Cornyn’s colleague, Sen. Jerry Moran (R-Kan.), also an establishment type who would like to think of himself as a Respectable Republican™, said of Trump’s tossing Cornyn overboard, “It saddened me. I don’t know what you can complain about on John Cornyn . . . And I don’t know anything that he’s done that’s offensive in a significant way to the president.”
But being inoffensive à la Cornyn wasn’t enough for Trump. And I’d add that being saddened by Trump, à la Moran—but doing nothing to oppose or stop him—isn’t enough to allow you to claim to deserve respect.

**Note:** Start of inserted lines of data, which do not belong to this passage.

lazy_static! {
    /// Logical column name -> physical location. Transcribed from the
    /// reference catalog's column dictionary, with the permission-name and
    /// permission-user columns split out into their own logical names
    /// (`DATA_ACCESS_PERM_NAME`, `DATA_ACCESS_USER_NAME`, and their `COLL_`
    /// counterparts) since those require distinct aliases during join
    /// resolution.
    pub static ref COLUMN_NAME_MAPPINGS: HashMap<&'static str, ColumnInfo> = {
        let mut m = HashMap::new();

        // Zone
        m.insert("ZONE_ID", ColumnInfo::new("R_ZONE_MAIN", "zone_id"));
        m.insert("ZONE_NAME", ColumnInfo::new("R_ZONE_MAIN", "zone_name"));
        m.insert("ZONE_TYPE", ColumnInfo::new("R_ZONE_MAIN", "zone_type_name"));
        m.insert("ZONE_CONNECTION", ColumnInfo::new("R_ZONE_MAIN", "zone_conn_string"));
        m.insert("ZONE_COMMENT", ColumnInfo::new("R_ZONE_MAIN", "r_comment"));
        m.insert("ZONE_CREATE_TIME", ColumnInfo::new("R_ZONE_MAIN", "create_ts"));
        m.insert("ZONE_MODIFY_TIME", ColumnInfo::new("R_ZONE_MAIN", "modify_ts"));

        // User
        m.insert("USER_ID", ColumnInfo::new("R_USER_MAIN", "user_id"));
        m.insert("USER_NAME", ColumnInfo::new("R_USER_MAIN", "user_name"));
        m.insert("USER_TYPE", ColumnInfo::new("R_USER_MAIN", "user_type_name"));
        m.insert("USER_ZONE", ColumnInfo::new("R_USER_MAIN", "zone_name"));
        m.insert("USER_INFO", ColumnInfo::new("R_USER_MAIN", "user_info"));
        m.insert("USER_COMMENT", ColumnInfo::new("R_USER_MAIN", "r_comment"));
        m.insert("USER_CREATE_TIME", ColumnInfo::new("R_USER_MAIN", "create_ts"));
        m.insert("USER_MODIFY_TIME", ColumnInfo::new("R_USER_MAIN", "modify_ts"));
        m.insert("USER_AUTH_ID", ColumnInfo::new("R_USER_AUTH", "user_id"));
        m.insert("USER_DN", ColumnInfo::new("R_USER_AUTH", "user_auth_name"));
        // Legacy alias for USER_COMMENT, kept for compatibility with older
        // GenQuery callers that still reference the pre-R_USER_AUTH name.
        m.insert("USER_DN_INVALID", ColumnInfo::new("R_USER_MAIN", "r_comment"));
        m.insert("USER_GROUP_ID", ColumnInfo::new("R_USER_GROUP", "group_user_id"));
        m.insert("USER_GROUP_NAME", ColumnInfo::new("R_USER_MAIN", "user_name"));

        // Resource
        m.insert("RESC_ID", ColumnInfo::new("R_RESC_MAIN", "resc_id"));
        m.insert("RESC_NAME", ColumnInfo::new("R_RESC_MAIN", "resc_name"));
        m.insert("RESC_ZONE_NAME", ColumnInfo::new("R_RESC_MAIN", "zone_name"));
        m.insert("RESC_TYPE_NAME", ColumnInfo::new("R_RESC_MAIN", "resc_type_name"));
        m.insert("RESC_CLASS_NAME", ColumnInfo::new("R_RESC_MAIN", "resc_class_name"));
        m.insert("RESC_HOSTNAME", ColumnInfo::new("R_RESC_MAIN", "resc_net"));
        m.insert("RESC_VAULT_PATH", ColumnInfo::new("R_RESC_MAIN", "resc_def_path"));
        m.insert("RESC_FREE_SPACE", ColumnInfo::new("R_RESC_MAIN", "free_space"));
        m.insert("RESC_FREE_SPACE_TIME", ColumnInfo::new("R_RESC_MAIN", "free_space_ts"));
        m.insert("RESC_INFO", ColumnInfo::new("R_RESC_MAIN", "resc_info"));
        m.insert("RESC_COMMENT", ColumnInfo::new("R_RESC_MAIN", "r_comment"));
        m.insert("RESC_STATUS", ColumnInfo::new("R_RESC_MAIN", "resc_status"));
        m.insert("RESC_CREATE_TIME", ColumnInfo::new("R_RESC_MAIN", "create_ts"));
        m.insert("RESC_MODIFY_TIME", ColumnInfo::new("R_RESC_MAIN", "modify_ts"));
        m.insert("RESC_CHILDREN", ColumnInfo::new("R_RESC_MAIN", "resc_children"));
        m.insert("RESC_CONTEXT", ColumnInfo::new("R_RESC_MAIN", "resc_context"));
        m.insert("RESC_PARENT", ColumnInfo::new("R_RESC_MAIN", "resc_parent"));
        m.insert("RESC_PARENT_CONTEXT", ColumnInfo::new("R_RESC_MAIN", "resc_parent_context"));

        // Data objects
        m.insert("DATA_ID", ColumnInfo::new("R_DATA_MAIN", "data_id"));
        m.insert("DATA_COLL_ID", ColumnInfo::new("R_DATA_MAIN", "coll_id"));
        m.insert("DATA_NAME", ColumnInfo::new("R_DATA_MAIN", "data_name"));
        m.insert("DATA_REPL_NUM", ColumnInfo::new("R_DATA_MAIN", "data_repl_num"));
        m.insert("DATA_VERSION", ColumnInfo::new("R_DATA_MAIN", "data_version"));
        m.insert("DATA_TYPE_NAME", ColumnInfo::new("R_DATA_MAIN", "data_type_name"));
        m.insert("DATA_SIZE", ColumnInfo::new("R_DATA_MAIN", "data_size"));
        m.insert("DATA_PATH", ColumnInfo::new("R_DATA_MAIN", "data_path"));
        m.insert("DATA_OWNER_NAME", ColumnInfo::new("R_DATA_MAIN", "data_owner_name"));
        m.insert("DATA_OWNER_ZONE", ColumnInfo::new("R_DATA_MAIN", "data_owner_zone"));
        m.insert("DATA_REPL_STATUS", ColumnInfo::new("R_DATA_MAIN", "data_is_dirty"));
        m.insert("DATA_STATUS", ColumnInfo::new("R_DATA_MAIN", "data_status"));
        m.insert("DATA_CHECKSUM", ColumnInfo::new("R_DATA_MAIN", "data_checksum"));
        m.insert("DATA_EXPIRY", ColumnInfo::new("R_DATA_MAIN", "data_expiry_ts"));
        m.insert("DATA_MAP_ID", ColumnInfo::new("R_DATA_MAIN", "data_map_id"));
        m.insert("DATA_COMMENTS", ColumnInfo::new("R_DATA_MAIN", "r_comment"));
        m.insert("DATA_CREATE_TIME", ColumnInfo::new("R_DATA_MAIN", "create_ts"));
        m.insert("DATA_MODIFY_TIME", ColumnInfo::new("R_DATA_MAIN", "modify_ts"));
        m.insert("DATA_MODE", ColumnInfo::new("R_DATA_MAIN", "data_mode"));
        m.insert("DATA_RESC_ID", ColumnInfo::new("R_DATA_MAIN", "resc_id"));
        m.insert("DATA_RESC_HIER", ColumnInfo::new("R_RESC_MAIN", "hier"));

        // Collections
        m.insert("COLL_ID", ColumnInfo::new("R_COLL_MAIN", "coll_id"));
        m.insert("COLL_NAME", ColumnInfo::new("R_COLL_MAIN", "coll_name"));
        m.insert("COLL_PARENT_NAME", ColumnInfo::new("R_COLL_MAIN", "parent_coll_name"));
        m.insert("COLL_OWNER_NAME", ColumnInfo::new("R_COLL_MAIN", "coll_owner_name"));
        m.insert("COLL_OWNER_ZONE", ColumnInfo::new("R_COLL_MAIN", "coll_owner_zone"));
        m.insert("COLL_MAP_ID", ColumnInfo::new("R_COLL_MAIN", "coll_map_id"));
        m.insert("COLL_INHERITANCE", ColumnInfo::new("R_COLL_MAIN", "coll_inheritance"));
        m.insert("COLL_COMMENTS", ColumnInfo::new("R_COLL_MAIN", "r_comment"));
        m.insert("COLL_CREATE_TIME", ColumnInfo::new("R_COLL_MAIN", "create_ts"));
        m.insert("COLL_MODIFY_TIME", ColumnInfo::new("R_COLL_MAIN", "modify_ts"));
        m.insert("COLL_TYPE", ColumnInfo::new("R_COLL_MAIN", "coll_type"));
        m.insert("COLL_INFO1", ColumnInfo::new("R_COLL_MAIN", "coll_info1"));
        m.insert("COLL_INFO2", ColumnInfo::new("R_COLL_MAIN", "coll_info2"));

        // Metadata, one family per entity kind, all physically in R_META_MAIN
        // but discriminated so they never alias onto the same join.
        m.insert("META_DATA_ATTR_NAME", ColumnInfo::new("R_META_MAIN", "meta_attr_name"));
        m.insert("META_DATA_ATTR_VALUE", ColumnInfo::new("R_META_MAIN", "meta_attr_value"));
        m.insert("META_DATA_ATTR_UNITS", ColumnInfo::new("R_META_MAIN", "meta_attr_unit"));
        m.insert("META_DATA_ATTR_ID", ColumnInfo::new("R_META_MAIN", "meta_id"));
        m.insert("META_DATA_CREATE_TIME", ColumnInfo::new("R_META_MAIN", "create_ts"));
        m.insert("META_DATA_MODIFY_TIME", ColumnInfo::new("R_META_MAIN", "modify_ts"));

        m.insert("META_COLL_ATTR_NAME", ColumnInfo::with_discriminator("R_META_MAIN", "meta_attr_name", 1));
        m.insert("META_COLL_ATTR_VALUE", ColumnInfo::with_discriminator("R_META_MAIN", "meta_attr_value", 1));
        m.insert("META_COLL_ATTR_UNITS", ColumnInfo::with_discriminator("R_META_MAIN", "meta_attr_unit", 1));
        m.insert("META_COLL_ATTR_ID", ColumnInfo::with_discriminator("R_META_MAIN", "meta_id", 1));
        m.insert("META_COLL_CREATE_TIME", ColumnInfo::with_discriminator("R_META_MAIN", "create_ts", 1));
        m.insert("META_COLL_MODIFY_TIME", ColumnInfo::with_discriminator("R_META_MAIN", "modify_ts", 1));

        m.insert("META_RESC_ATTR_NAME", ColumnInfo::with_discriminator("R_META_MAIN", "meta_attr_name", 2));
        m.insert("META_RESC_ATTR_VALUE", ColumnInfo::with_discriminator("R_META_MAIN", "meta_attr_value", 2));
        m.insert("META_RESC_ATTR_UNITS", ColumnInfo::with_discriminator("R_META_MAIN", "meta_attr_unit", 2));
        m.insert("META_RESC_ATTR_ID", ColumnInfo::with_discriminator("R_META_MAIN", "meta_id", 2));
        m.insert("META_RESC_CREATE_TIME", ColumnInfo::with_discriminator("R_META_MAIN", "create_ts", 2));
        m.insert("META_RESC_MODIFY_TIME", ColumnInfo::with_discriminator("R_META_MAIN", "modify_ts", 2));

        m.insert("META_USER_ATTR_NAME", ColumnInfo::with_discriminator("R_META_MAIN", "meta_attr_name", 3));
        m.insert("META_USER_ATTR_VALUE", ColumnInfo::with_discriminator("R_META_MAIN", "meta_attr_value", 3));
        m.insert("META_USER_ATTR_UNITS", ColumnInfo::with_discriminator("R_META_MAIN", "meta_attr_unit", 3));
        m.insert("META_USER_ATTR_ID", ColumnInfo::with_discriminator("R_META_MAIN", "meta_id", 3));
        m.insert("META_USER_CREATE_TIME", ColumnInfo::with_discriminator("R_META_MAIN", "create_ts", 3));
        m.insert("META_USER_MODIFY_TIME", ColumnInfo::with_discriminator("R_META_MAIN", "modify_ts", 3));

        // Data object permissions: the generic R_OBJT_ACCESS columns plus the
        // two logical names that resolve through an extra join instead.
        m.insert("DATA_ACCESS_TYPE", ColumnInfo::new("R_OBJT_ACCESS", "access_type_id"));
        m.insert("DATA_ACCESS_USER_ID", ColumnInfo::new("R_OBJT_ACCESS", "user_id"));
        m.insert("DATA_ACCESS_DATA_ID", ColumnInfo::new("R_OBJT_ACCESS", "object_id"));
        m.insert("DATA_ACCESS_PERM_NAME", ColumnInfo::new("R_TOKN_MAIN", "token_name"));
        m.insert("DATA_ACCESS_USER_NAME", ColumnInfo::new("R_USER_MAIN", "user_name"));
        m.insert("DATA_TOKEN_NAMESPACE", ColumnInfo::new("R_TOKN_MAIN", "token_namespace"));

        // Collection permissions, same shape.
        m.insert("COLL_ACCESS_TYPE", ColumnInfo::new("R_OBJT_ACCESS", "access_type_id"));
        m.insert("COLL_ACCESS_USER_ID", ColumnInfo::new("R_OBJT_ACCESS", "user_id"));
        m.insert("COLL_ACCESS_COLL_ID", ColumnInfo::new("R_OBJT_ACCESS", "object_id"));
        m.insert("COLL_ACCESS_PERM_NAME", ColumnInfo::new("R_TOKN_MAIN", "token_name"));
        m.insert("COLL_ACCESS_USER_NAME", ColumnInfo::new("R_USER_MAIN", "user_name"));
        m.insert("COLL_TOKEN_NAMESPACE", ColumnInfo::new("R_TOKN_MAIN", "token_namespace"));

        // Tokens
        m.insert("TOKEN_NAMESPACE", ColumnInfo::new("R_TOKN_MAIN", "token_namespace"));
        m.insert("TOKEN_ID", ColumnInfo::new("R_TOKN_MAIN", "token_id"));
        m.insert("TOKEN_NAME", ColumnInfo::new("R_TOKN_MAIN", "token_name"));
        m.insert("TOKEN_VALUE", ColumnInfo::new("R_TOKN_MAIN", "token_value"));
        m.insert("TOKEN_VALUE2", ColumnInfo::new("R_TOKN_MAIN", "token_value2"));
        m.insert("TOKEN_VALUE3", ColumnInfo::new("R_TOKN_MAIN", "token_value3"));
        m.insert("TOKEN_COMMENT", ColumnInfo::new("R_TOKN_MAIN", "r_comment"));

        // Rule execution queue
        m.insert("RULE_EXEC_ID", ColumnInfo::new("R_RULE_EXEC", "rule_exec_id"));
        m.insert("RULE_EXEC_NAME", ColumnInfo::new("R_RULE_EXEC", "rule_name"));
        m.insert("RULE_EXEC_REI_FILE_PATH", ColumnInfo::new("R_RULE_EXEC", "rei_file_path"));
        m.insert("RULE_EXEC_USER_NAME", ColumnInfo::new("R_RULE_EXEC", "user_name"));
        m.insert("RULE_EXEC_ADDRESS", ColumnInfo::new("R_RULE_EXEC", "exe_address"));
        m.insert("RULE_EXEC_TIME", ColumnInfo::new("R_RULE_EXEC", "exe_time"));
        m.insert("RULE_EXEC_FREQUENCY", ColumnInfo::new("R_RULE_EXEC", "exe_frequency"));
        m.insert("RULE_EXEC_PRIORITY", ColumnInfo::new("R_RULE_EXEC", "priority"));
        m.insert("RULE_EXEC_ESTIMATED_EXE_TIME", ColumnInfo::new("R_RULE_EXEC", "estimated_exe_time"));
        m.insert("RULE_EXEC_NOTIFICATION_ADDR", ColumnInfo::new("R_RULE_EXEC", "notification_addr"));
        m.insert("RULE_EXEC_LAST_EXE_TIME", ColumnInfo::new("R_RULE_EXEC", "last_exe_time"));
        m.insert("RULE_EXEC_STATUS", ColumnInfo::new("R_RULE_EXEC", "exe_status"));

        // Tickets
        m.insert("TICKET_ID", ColumnInfo::new("R_TICKET_MAIN", "ticket_id"));
        m.insert("TICKET_STRING", ColumnInfo::new("R_TICKET_MAIN", "ticket_string"));
        m.insert("TICKET_TYPE", ColumnInfo::new("R_TICKET_MAIN", "ticket_type"));
        m.insert("TICKET_USER_ID", ColumnInfo::new("R_TICKET_MAIN", "user_id"));
        m.insert("TICKET_OBJECT_ID", ColumnInfo::new("R_TICKET_MAIN", "object_id"));
        m.insert("TICKET_OBJECT_TYPE", ColumnInfo::new("R_TICKET_MAIN", "object_type"));
        m.insert("TICKET_USES_LIMIT", ColumnInfo::new("R_TICKET_MAIN", "uses_limit"));
        m.insert("TICKET_USES_COUNT", ColumnInfo::new("R_TICKET_MAIN", "uses_count"));
        m.insert("TICKET_WRITE_FILE_LIMIT", ColumnInfo::new("R_TICKET_MAIN", "write_file_limit"));
        m.insert("TICKET_WRITE_FILE_COUNT", ColumnInfo::new("R_TICKET_MAIN", "write_file_count"));
        m.insert("TICKET_WRITE_BYTE_LIMIT", ColumnInfo::new("R_TICKET_MAIN", "write_byte_limit"));
        m.insert("TICKET_WRITE_BYTE_COUNT", ColumnInfo::new("R_TICKET_MAIN", "write_byte_count"));
        m.insert("TICKET_EXPIRY_TS", ColumnInfo::new("R_TICKET_MAIN", "ticket_expiry_ts"));
        m.insert("TICKET_CREATE_TIME", ColumnInfo::new("R_TICKET_MAIN", "create_time"));
        m.insert("TICKET_MODIFY_TIME", ColumnInfo::new("R_TICKET_MAIN", "modify_time"));
        m.insert("TICKET_ALLOWED_HOST", ColumnInfo::new("R_TICKET_ALLOWED_HOSTS", "host"));
        m.insert("TICKET_ALLOWED_HOST_TICKET_ID", ColumnInfo::new("R_TICKET_ALLOWED_HOSTS", "ticket_id"));
        m.insert("TICKET_ALLOWED_USER_NAME", ColumnInfo::new("R_TICKET_ALLOWED_USERS", "user_name"));
        m.insert("TICKET_ALLOWED_USER_TICKET_ID", ColumnInfo::new("R_TICKET_ALLOWED_USERS", "ticket_id"));
        m.insert("TICKET_ALLOWED_GROUP_NAME", ColumnInfo::new("R_TICKET_ALLOWED_GROUPS", "group_name"));
        m.insert("TICKET_ALLOWED_GROUP_TICKET_ID", ColumnInfo::new("R_TICKET_ALLOWED_GROUPS", "ticket_id"));
        m.insert("TICKET_DATA_NAME", ColumnInfo::new("R_DATA_MAIN", "data_name"));
        m.insert("TICKET_COLL_NAME", ColumnInfo::new("R_COLL_MAIN", "coll_name"));
        m.insert("TICKET_OWNER_NAME", ColumnInfo::new("R_USER_MAIN", "user_name"));
        m.insert("TICKET_OWNER_ZONE", ColumnInfo::new("R_USER_MAIN", "zone_name"));

        // Quotas
        m.insert("QUOTA_USER_ID", ColumnInfo::new("R_QUOTA_MAIN", "user_id"));
        m.insert("QUOTA_RESC_ID", ColumnInfo::new("R_QUOTA_MAIN", "resc_id"));
        m.insert("QUOTA_LIMIT", ColumnInfo::new("R_QUOTA_MAIN", "quota_limit"));
        m.insert("QUOTA_OVER", ColumnInfo::new("R_QUOTA_MAIN", "quota_over"));
        m.insert("QUOTA_MODIFY_TIME", ColumnInfo::new("R_QUOTA_MAIN", "modify_ts"));
        m.insert("QUOTA_USER_NAME", ColumnInfo::new("R_USER_MAIN", "user_name"));
        m.insert("QUOTA_USER_TYPE", ColumnInfo::new("R_USER_MAIN", "user_type_name"));
        m.insert("QUOTA_USER_ZONE", ColumnInfo::new("R_USER_MAIN", "zone_name"));
        m.insert("QUOTA_RESC_NAME", ColumnInfo::new("R_RESC_MAIN", "resc_name"));

        m
    };
}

For if I can extend Aristotle’s thought (and if he’ll forgive me the presumption), to be respectable is not simply to refuse to engage in flattery. It’s also to also refrain from being an accomplice to or enabler of flattery. Even if you don’t abase yourself, you are empowering others who do. So shed no tears for Cornyn, or Cassidy, or all the other Respectable Republicans™ who have gone along with Trump and with their colleagues who have bowed before Trump.
Today’s Republican party is no party for respectable men. Georgia Secretary of State Brad Raffensberger and his deputy Gabriel Sterling, who courageously and honorably stood up to Trump in 2020, were crushed in GOP primaries yesterday.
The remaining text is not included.